A Chill In The Valley

America's high-tech mecca feels twinges of slower growth

During a recent discussion of the world economy at a gathering of high-tech insiders in San Jose, Silicon Valley entrepreneur Harry Saal asked a crowd of 500 of his peers a simple question: If the Valley were a stock, would they buy, sell, or hold? What with the meltdown in emerging markets, the stock market tumult, and talk of a U.S. recession--not to mention cutbacks from Valley powerhouses like Hewlett-Packard Co. and Applied Materials Inc.--you might expect some skittishness. Not so. "Only one or two hands went up in favor of sell," says Saal.

Had these folks had too much chardonnay? Not likely. By almost any measure, Silicon Valley's economy is still on track to remain the envy of the world. Almost $13 billion in venture funds will flow into the area this year, on a par with 1997's record level. Unemployment was just 3.4% in August, compared with 4.5% nationwide. Commercial vacancy rates for the most popular areas are less than 5%, roughly half the rate in other major markets. And the mood by and large remains buoyant. At Ferrari of Los Gatos, $250,000-plus models are still selling--and the buyers include Joseph R. Kraus, the 27-year-old co-founder of Excite Inc., and Theodore W. Waitt, CEO of Gateway Inc. "I don't have a sense of looking over the precipice," says HP economist Richard C. O'Brien.

That doesn't mean Silicon Valley isn't in for a reality check. Companies including Seagate Technology, HP, chipmaker LSI Logic, and semiconductor-equipment maker Applied Materials have already laid off more than 30,000 workers. Big players such as Intel Corp. and HP that have felt the crunch from Asia are bracing for more volatile times. Assuming no more global disasters, HP's O'Brien sees worldwide capital spending growth falling to 5%, from 12% a year ago. PCs are still selling well, but ever lower prices are crimping profits.

And while venture capital is still flowing, public stock offerings--a key form of Valley wealth creation--are off. Researcher VentureOne Corp. says there have been only 68 IPOs so far this year, vs. 97 in the same period of 1997. VentureOne says depressed stock prices have also slowed mergers--from 138 in 1997 to just 55 so far this year.

That has some venture capitalists changing tactics. Rather than lining up more new startups, many are sticking to latter-stage financing or even investing in public companies. "People realize the party is over, and it's having a sobering effect," says John A. Hawkins, managing general partner at Generation Partners, a venture-capital firm. In fact, valuations for startups have come down by as much as 35% in recent weeks, says Hawkins. "Like any boom, this one created excesses," says Daniel H. Case III, chairman and CEO of Hambrecht & Quist.

1985 REDUX? Even the Bay Area's sizzling real estate market is cooling. Until recently, you could sell a starter home in a day for as much as $100,000 over the asking price.

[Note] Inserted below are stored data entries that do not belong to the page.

//! The word editor: tag board, undo history and drag state in one place.
//!
//! Every intent is a synchronous transition that returns whether anything
//! visible changed, so the host knows when to redraw. Invalid requests (an
//! empty word, undo with nothing to undo, resizing an empty board, moving
//! without a drag target) are silently ignored and report `false`.

use crate::config::{ConfigError, EditorConfig};
use crate::drag::{DragState, DragTool};
use crate::history::UndoHistory;
use crate::input::InputEvent;
use crate::mutation::{TagMutation, apply_mutation};
use crate::shortcuts::{EditorAction, ShortcutMap};
use wg_core::{TagBoard, TagId, WordTag};
use wg_render::Hit;

pub struct WordEditor {
    board: TagBoard,
    history: UndoHistory,
    drag: DragTool,
    config: EditorConfig,
}

impl Default for WordEditor {
    fn default() -> Self {
        Self::new()
    }
}

impl WordEditor {
    pub fn new() -> Self {
        Self::build(EditorConfig::default())
    }

    /// Build an editor from `config`, rejecting configs that would let a
    /// tag shrink below the floor.
    pub fn with_config(config: EditorConfig) -> Result<Self, ConfigError> {
        config.validate()?;
        Ok(Self::build(config))
    }

    fn build(config: EditorConfig) -> Self {
        Self {
            board: TagBoard::new(),
            history: UndoHistory::new(config.history_limit),
            drag: DragTool::new(config.drag_anchor()),
            config,
        }
    }

    // ─── Read access ─────────────────────────────────────────────────────

    pub fn board(&self) -> &TagBoard {
        &self.board
    }

    pub fn tags(&self) -> &[WordTag] {
        self.board.tags()
    }

    pub fn history(&self) -> &[Vec<WordTag>] {
        self.history.snapshots()
    }

    pub fn history_len(&self) -> usize {
        self.history.len()
    }

    pub fn can_undo(&self) -> bool {
        self.history.can_undo()
    }

    pub fn drag_state(&self) -> DragState {
        self.drag.state()
    }

    pub fn config(&self) -> &EditorConfig {
        &self.config
    }

    // ─── Intents ─────────────────────────────────────────────────────────

    /// Trim `raw` and, if anything is left, append it as a new tag.
    ///
    /// The board as it was before the add is pushed onto the undo history.
    /// Returns the new tag's id; the host clears its input only then.
    pub fn add_word(&mut self, raw: &str) -> Option<TagId> {
        let text = raw.trim();
        if text.is_empty() {
            return None;
        }

        let tag = WordTag::new(
            text,
            self.config.initial_font_size,
            self.config.spawn_position(),
        );
        let id = tag.id;
        let before = self.board.snapshot();
        if !apply_mutation(&mut self.board, TagMutation::AddTag { tag: Box::new(tag) }) {
            return None;
        }
        self.history.push(before);
        log::debug!("added {text:?} as {id} ({} tags)", self.board.len());
        Some(id)
    }

    /// Grow the last-appended tag by one step.
    pub fn grow_last(&mut self) -> bool {
        let Some(last) = self.board.last() else {
            return false;
        };
        let id = last.id;
        let font_size = last.font_size.saturating_add(self.config.font_step);
        let changed = apply_mutation(&mut self.board, TagMutation::ResizeTag { id, font_size });
        if changed {
            log::debug!("grew {id} to {font_size}px");
        }
        changed
    }

    /// Shrink the last-appended tag by one step while it is above the floor.
    pub fn shrink_last(&mut self) -> bool {
        let Some(last) = self.board.last() else {
            return false;
        };
        if last.font_size <= self.config.min_font_size {
            return false;
        }
        let id = last.id;
        let font_size = last
            .font_size
            .saturating_sub(self.config.font_step)
            .max(self.config.min_font_size);
        let changed = apply_mutation(&mut self.board, TagMutation::ResizeTag { id, font_size });
        if changed {
            log::debug!("shrank {id} to {font_size}px");
        }
        changed
    }

    /// Bind `id` to pointer movement. Ids not on the board are ignored.
    pub fn begin_drag(&mut self, id: TagId) -> bool {
        if !self.board.contains(id) {
            return false;
        }
        self.drag.begin(id);
        true
    }

    /// Move the drag target so it sits at the pointer minus the anchor.
    pub fn update_drag(&mut self, x: f32, y: f32) -> bool {
        match self.drag.update(x, y) {
            Some(mutation) => apply_mutation(&mut self.board, mutation),
            None => false,
        }
    }

    /// Release the drag target. Returns whether one was held.
    pub fn end_drag(&mut self) -> bool {
        self.drag.end()
    }

    /// Restore the board to before the most recent add.
    pub fn undo(&mut self) -> bool {
        let Some(snapshot) = self.history.pop() else {
            return false;
        };
        apply_mutation(&mut self.board, TagMutation::Restore { tags: snapshot });
        log::debug!(
            "undo: {} tags, {} snapshots left",
            self.board.len(),
            self.history.len()
        );
        true
    }

    /// Remove the tag with `id`. Not recorded in the undo history.
    pub fn delete_word(&mut self, id: TagId) -> bool {
        let changed = apply_mutation(&mut self.board, TagMutation::RemoveTag { id });
        if changed {
            log::debug!("deleted {id}");
        }
        changed
    }

    // ─── Event routing ───────────────────────────────────────────────────

    /// Route a pointer event through the drag tool. `hit` is what the
    /// pointer is over, as resolved by the host's hit test.
    pub fn handle_input(&mut self, event: &InputEvent, hit: Option<Hit>) -> bool {
        // Drop hits on tags that are no longer on the board.
        let hit = hit.filter(|h| self.board.contains(h.id()));
        let before = self.drag.state();
        let mutations = self.drag.handle(event, hit);

        let mut changed = false;
        for mutation in mutations {
            if let TagMutation::RemoveTag { id } = mutation {
                changed |= self.delete_word(id);
            } else {
                changed |= apply_mutation(&mut self.board, mutation);
            }
        }
        // Grabbing, retargeting or releasing a tag moves the highlight.
        changed || before != self.drag.state()
    }

    /// Run an action. `pending_input` is the word input's current text,
    /// only read by `AddWord`.
    pub fn dispatch(&mut self, action: EditorAction, pending_input: &str) -> bool {
        match action {
            EditorAction::AddWord => self.add_word(pending_input).is_some(),
            EditorAction::Undo => self.undo(),
            EditorAction::GrowLast => self.grow_last(),
            EditorAction::ShrinkLast => self.shrink_last(),
        }
    }

    /// Resolve and run a key press. Returns the action taken, if any, and
    /// whether it changed anything.
    pub fn handle_key(
        &mut self,
        event: &InputEvent,
        pending_input: &str,
    ) -> (Option<EditorAction>, bool) {
        let InputEvent::Key {
            key,
            ctrl,
            shift,
            alt,
            meta,
        } = event
        else {
            return (None, false);
        };
        match ShortcutMap::resolve(key, *ctrl, *shift, *alt, *meta) {
            Some(action) => (Some(action), self.dispatch(action, pending_input)),
            None => (None, false),
        }
    }
}

#[cfg(test)]
mod tests {
    use super::*;
    use pretty_assertions::assert_eq;
    use wg_core::Position;

    #[test]
    fn add_word_uses_config_defaults() {
        let mut editor = WordEditor::new();
        let id = editor.add_word("  cat  ").unwrap();

        let tag = &editor.tags()[0];
        assert_eq!(tag.id, id);
        assert_eq!(tag.text, "cat");
        assert_eq!(tag.font_size, 16);
        assert_eq!(tag.position, Position::new(100.0, 100.0));
        assert_eq!(editor.history_len(), 1);
        assert!(editor.history()[0].is_empty());
    }

    #[test]
    fn blank_input_is_ignored() {
        let mut editor = WordEditor::new();
        assert_eq!(editor.add_word(""), None);
        assert_eq!(editor.add_word(" \t\n "), None);
        assert!(editor.tags().is_empty());
        assert_eq!(editor.history_len(), 0);
    }

    #[test]
    fn grow_and_shrink_target_last_appended() {
        let mut editor = WordEditor::new();
        let first = editor.add_word("first").unwrap();
        editor.add_word("second").unwrap();

        assert!(editor.grow_last());
        assert_eq!(editor.tags()[1].font_size, 20);
        assert_eq!(editor.tags()[0].font_size, 16);

        // Dragging the first tag does not make it the "last" one.
        editor.begin_drag(first);
        editor.update_drag(400.0, 400.0);
        editor.end_drag();
        assert!(editor.shrink_last());
        assert_eq!(editor.tags()[1].font_size, 16);
        assert_eq!(editor.tags()[0].font_size, 16);
        assert_eq!(editor.history_len(), 2);
    }

    #[test]
    fn resize_on_empty_board_is_noop() {
        let mut editor = WordEditor::new();
        assert!(!editor.grow_last());
        assert!(!editor.shrink_last());
    }

    #[test]
    fn shrink_stops_at_floor() {
        let mut editor = WordEditor::new();
        editor.add_word("cat");
        assert!(editor.shrink_last()); // 12
        assert!(editor.shrink_last()); // 8
        assert!(editor.shrink_last()); // 4
        assert_eq!(editor.tags()[0].font_size, 4);
        assert!(!editor.shrink_last());
        assert_eq!(editor.tags()[0].font_size, 4);
    }

    #[test]
    fn with_config_rejects_off_grid_step() {
        let config = EditorConfig {
            font_step: 20,
            ..EditorConfig::default()
        };
        assert!(matches!(
            WordEditor::with_config(config),
            Err(ConfigError::MisalignedStep { .. })
        ));
    }

    #[test]
    fn shrink_clamps_off_grid_size_to_floor() {
        let mut editor = WordEditor::new();
        let id = editor.add_word("cat").unwrap();
        apply_mutation(&mut editor.board, TagMutation::ResizeTag { id, font_size: 6 });

        assert!(editor.shrink_last());
        assert_eq!(editor.tags()[0].font_size, 4);
        assert!(!editor.shrink_last());
    }

    #[test]
    fn begin_drag_ignores_unknown_ids() {
        let mut editor = WordEditor::new();
        assert!(!editor.begin_drag(TagId::new()));
        assert_eq!(editor.drag_state(), DragState::Idle);
    }

    #[test]
    fn update_drag_without_target_is_noop() {
        let mut editor = WordEditor::new();
        editor.add_word("cat");
        let before = editor.tags().to_vec();
        assert!(!editor.update_drag(10.0, 10.0));
        assert_eq!(editor.tags(), before.as_slice());
    }

    #[test]
    fn drag_applies_anchor_offset() {
        let mut editor = WordEditor::new();
        let id = editor.add_word("cat").unwrap();
        assert!(editor.begin_drag(id));
        assert!(editor.update_drag(300.0, 220.0));
        assert_eq!(editor.tags()[0].position, Position::new(250.0, 200.0));
        assert!(editor.end_drag());
        assert!(!editor.end_drag());
        assert!(!editor.update_drag(0.0, 0.0));
    }

    #[test]
    fn deleting_drag_target_mid_drag() {
        let mut editor = WordEditor::new();
        let id = editor.add_word("cat").unwrap();
        editor.begin_drag(id);
        assert!(editor.delete_word(id));
        assert!(!editor.update_drag(5.0, 5.0));
        assert_eq!(editor.drag_state(), DragState::Dragging(id));
        assert!(editor.end_drag());
    }

    #[test]
    fn delete_is_not_undoable() {
        let mut editor = WordEditor::new();
        let cat = editor.add_word("cat").unwrap();
        editor.add_word("dog");
        assert!(editor.delete_word(cat));
        assert_eq!(editor.history_len(), 2);

        // Undo reverts the "dog" add, restoring the board from before it,
        // which still had "cat".
        assert!(editor.undo());
        let texts: Vec<&str> = editor.tags().iter().map(|t| t.text.as_str()).collect();
        assert_eq!(texts, vec!["cat"]);
    }

    #[test]
    fn delete_unknown_is_noop() {
        let mut editor = WordEditor::new();
        editor.add_word("cat");
        assert!(!editor.delete_word(TagId::new()));
        assert_eq!(editor.tags().len(), 1);
    }

    #[test]
    fn undo_on_empty_history() {
        let mut editor = WordEditor::new();
        assert!(!editor.undo());
        assert!(!editor.can_undo());
    }

    #[test]
    fn history_limit_from_config() {
        let config = EditorConfig {
            history_limit: Some(1),
            ..EditorConfig::default()
        };
        let mut editor = WordEditor::with_config(config).unwrap();
        editor.add_word("a");
        editor.add_word("b");
        assert_eq!(editor.history_len(), 1);
        assert!(editor.undo());
        assert!(!editor.undo());
        assert_eq!(editor.tags().len(), 1);
    }

    #[test]
    fn dispatch_routes_actions() {
        let mut editor = WordEditor::new();
        assert!(editor.dispatch(EditorAction::AddWord, "cat"));
        assert!(!editor.dispatch(EditorAction::AddWord, "   "));
        assert!(editor.dispatch(EditorAction::GrowLast, ""));
        assert_eq!(editor.tags()[0].font_size, 20);
        assert!(editor.dispatch(EditorAction::ShrinkLast, ""));
        assert!(editor.dispatch(EditorAction::Undo, ""));
        assert!(editor.tags().is_empty());
    }

    #[test]
    fn handle_key_resolves_shortcuts() {
        let mut editor = WordEditor::new();
        let enter = InputEvent::Key {
            key: "Enter".into(),
            ctrl: false,
            shift: false,
            alt: false,
            meta: false,
        };
        assert_eq!(
            editor.handle_key(&enter, "cat"),
            (Some(EditorAction::AddWord), true)
        );

        let unbound = InputEvent::Key {
            key: "q".into(),
            ctrl: false,
            shift: false,
            alt: false,
            meta: false,
        };
        assert_eq!(editor.handle_key(&unbound, ""), (None, false));
        assert_eq!(
            editor.handle_key(&InputEvent::from_pointer_down(0.0, 0.0), ""),
            (None, false)
        );
    }
}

But now, the San Jose Real Estate Board figures housing prices will rise just 5% this year, down from 11% in 1997. On the commercial side, developer John Mozart expects prices for developed properties to drop 10% to 20%, and some land prices to plummet as much as 40%. "There are just not a lot of buyers for big properties," he says. "I can count them on one hand."

How bad will it get? Few analysts think the Valley is in for the kind of pain it suffered in 1985, when the PC industry contracted. Microsoft, Sun, and Intel have all reported surprisingly strong quarterly results. And there's no sign of letup in Internet development. There's even hope for the battered semiconductor industry. While revenues should fall 15.7% this year, "the general consensus is that we've hit bottom," says G. Dan Hutcheson, president of market researcher VLSI Research Inc. "Now that we've gotten through the worst of the downtime, now's the time to be aggressive," says James C. Morgan, CEO of Applied Materials, the top manufacturer of chipmaking equipment.

Still, if the world financial market does worsen, look for more tumult in the Valley. Already, thanks to underwater options, headhunters report that it's easier to lure execs from their longtime employers. Compensation consultant Matthew Ward of WestWard Pay Strategies says many companies are ready to reprice their options in short order if the stock market plunges again. Advanced Micro Devices Inc. and VLSI Technology Inc. have already done so.

Many Silicon Valley veterans say they actually welcome a breather. "As a resident, there's a part of me that's happy to see the frenetic stuff calming down," says Sun Microsystems Inc. Chief Financial Officer Michael E. Lehman, who has had three unwanted visits from real estate agents offering to sell his house in the last year. If the Valley outlook stays the same, his doorbell should get awfully quiet.